Torreón presume su centenaria fortaleza, pero a la menor provocación enseña una tremenda catadura de ranchote todavía alejado del primermundismo que supuestamente alcanzó gracias a uno que otro club social, a varias agencias de coches popof y a dos malls donde caminamos mucho y compramos nada. Esto no lo digo nomás por pitorrear, sino porque ya comienzan las actividades del festejo centenarista y no falta que las actividades de convocatoria popular sean una cruel vacilada. Va el ejemplo.
El viernes 20 vi la foto en portada de La Opinión: “Lecho seco del Nazas se llena de colores”. Luego, en las páginas 8 y 9, dos notas y una crónica, todas excelentemente escritas por Javier Casio, daban cuenta del hecho.
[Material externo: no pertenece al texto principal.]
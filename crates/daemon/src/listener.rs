// SPDX-License-Identifier: BUSL-1.1
// Copyright (c) 2026 Alfred Jean LLC

//! Unix-socket admin listener.
//!
//! One framed request/response pair per message; connections may pipeline
//! several requests. `Shutdown` cancels the daemon-wide token after the
//! response is written.

use crate::protocol::{read_message, write_message, Request, Response};
use std::sync::Arc;
use sweep_core::{Clock, Platform};
use sweep_engine::AdminSurface;
use sweep_storage::{StateStore, StoreError};
use tokio::net::UnixListener;
use tokio_util::sync::CancellationToken;

pub struct AdminListener<S, C> {
    admin: Arc<AdminSurface<S, C>>,
    shutdown: CancellationToken,
}

impl<S: StateStore, C: Clock> AdminListener<S, C> {
    pub fn new(admin: Arc<AdminSurface<S, C>>, shutdown: CancellationToken) -> Self {
        Self { admin, shutdown }
    }

    /// Accept loop; returns when the shutdown token fires.
    pub async fn serve(self: Arc<Self>, listener: UnixListener) {
        loop {
            tokio::select! {
                _ = self.shutdown.cancelled() => break,
                accepted = listener.accept() => match accepted {
                    Ok((stream, _addr)) => {
                        let this = self.clone();
                        tokio::spawn(async move { this.handle_connection(stream).await });
                    }
                    Err(error) => {
                        tracing::warn!(error = %error, "admin accept failed");
                    }
                },
            }
        }
        tracing::info!("admin listener stopped");
    }

    async fn handle_connection(&self, mut stream: tokio::net::UnixStream) {
        loop {
            let request: Request = match read_message(&mut stream).await {
                Ok(Some(request)) => request,
                Ok(None) => break,
                Err(error) => {
                    tracing::warn!(error = %error, "admin request read failed");
                    break;
                }
            };

            tracing::debug!(request = ?request, "admin request");
            let is_shutdown = request == Request::Shutdown;
            let response = self.dispatch(request).await;
            if let Err(error) = write_message(&mut stream, &response).await {
                tracing::warn!(error = %error, "admin response write failed");
                break;
            }
            if is_shutdown {
                break;
            }
        }
    }

    /// Map one request onto the admin surface.
    pub async fn dispatch(&self, request: Request) -> Response {
        match self.try_dispatch(request).await {
            Ok(response) => response,
            Err(error) => {
                tracing::warn!(error = %error, "admin operation failed");
                Response::err("store_error", error.to_string())
            }
        }
    }

    async fn try_dispatch(&self, request: Request) -> Result<Response, StoreError> {
        let admin = &self.admin;
        Ok(match request {
            Request::Ping => Response::ok(serde_json::json!({"pong": true})),

            Request::Status => {
                let status = serde_json::json!({
                    "scheduler": admin.scheduler_status().await?,
                    "watcher": admin.watcher_status().await?,
                    "queues": admin.queue_lengths().await?,
                    "running": admin.running_jobs().await?,
                });
                Response::ok(status)
            }

            Request::SchedulerStart => {
                admin.set_scheduler_enabled(true).await?;
                Response::ok_empty()
            }
            Request::SchedulerStop => {
                admin.set_scheduler_enabled(false).await?;
                Response::ok_empty()
            }
            Request::SchedulerStatus => Response::ok(admin.scheduler_status().await?),

            Request::WatcherStart => {
                admin.set_watcher_enabled(true).await?;
                Response::ok_empty()
            }
            Request::WatcherStop => {
                admin.set_watcher_enabled(false).await?;
                Response::ok_empty()
            }
            Request::WatcherStatus => Response::ok(admin.watcher_status().await?),

            Request::JobsRunning => Response::ok(admin.running_jobs().await?),
            Request::MonitorTasks => Response::ok(admin.monitor_task_states().await?),

            Request::ForceRelease { platform } => {
                Response::ok(admin.force_release(&Platform::new(platform)).await?)
            }

            Request::WorkerRestart { platform } => {
                admin.restart_worker(&Platform::new(platform)).await?;
                Response::ok_empty()
            }

            Request::ClearQueue { platform } => {
                let cleared = match platform {
                    Some(platform) => admin.clear_queue(&Platform::new(platform)).await?,
                    None => admin.clear_all_queues().await?,
                };
                Response::ok(serde_json::json!({"cleared": cleared}))
            }

            Request::Shutdown => {
                tracing::info!("shutdown requested via admin socket");
                self.shutdown.cancel();
                Response::ok_empty()
            }
        })
    }
}

#[cfg(test)]
#[path = "listener_tests.rs"]
mod tests;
Además, en la última página de La Afición, suplemento deportivo de Milenio, otra nota, ésta de Luis Saucedo, describía con detalle el acontecimiento inédito en la poderosa historia de nuestra ciudad.
“El viernes [dijo La Afición] es cuando arranca la fiesta, a partir de las 6:30 horas en el lecho seco estarán iniciando su elevación los 17 globos registrados que representarán a los países de Estados Unidos, Eslovenia, México, España e Inglaterra”. Fabuloso. No había duda pues de que, como buen nativo de esta comarca aburrida y caguamera, yo sería testigo de tan elevado acontecimiento.
Y allá voy, acompañado por mis tres pequeñas convertidas en un nudo de anhelo y emoción. Son las 6:15 de la tarde, y como todavía no veo ningún globo ni siquiera exangüe le transmito mi inquietud a un policía, quien responde más desinformado que un hongo: “No, pos nos dijeron que como a las seis, pero ya deben estar en camino, vienen desfilando. Nosotros estamos aquí desde la mañana, ya estamos tostaos por el solazo”. Comienzo a sospechar que la cosa viene gacha, pero no caigo en derrotismos y para evitar el rayo vivo del sol busco una mejor posición; la encuentro excelente, en la barda del lecho, exactamente frente a un negocio llamado Central de Cocheras, del lado de Gómez. Antes paso a un JV por agua para mis hijas y un chuchuluco que las entretenga mientras comienza el maravilloso espectáculo.
Son las 7:10 de la tarde y a lo lejos se levanta poco a poco la imponente figura de un aerostático en proceso de inflamiento. A las 7:20 ya son tres los globos que han sido alimentados con aire caliente; ninguno pierde su amarra, todos se mantienen en el suelo. Pasa media hora más, son casi las ocho y en la pardusca oscuridad se ven los fogonazos de los doce o trece globos que engordan delante de nosotros. Imagino que estamos a punto de ver lo increíble: que poco más de diez globos (no son 17, pero qué importa) suban simultáneamente al cielo. Ya es de noche, no lucirán como es debido, pero acepto la desesperante espera de dos horas para ver el ascenso de las coloridas botijas. En ese momento mis pequeñas comienzan a dar signos de fatiga, su humor empieza a descomponerse. Las tranquilizo, les digo falazmente que en unos minutos más los globos se elevarán. Mientras, paso el rato viendo a media luz la miseria del lecho seco, su asquerosa condición de basurero; a nuestros pies, entre el polvo y la piedra de río, siento que esa escoria de la civilización es nuestro mejor antihomenaje.
Son poco más de las nueve de la noche. No sin una mentada de madre eructada en voz baja, decido retirarme. Tres horas perdidas junto a la mugre y la pestilencia del Nazas seco. Todo para nada. Los globos nunca se elevaron; Torreón sigue siendo un ranchotote.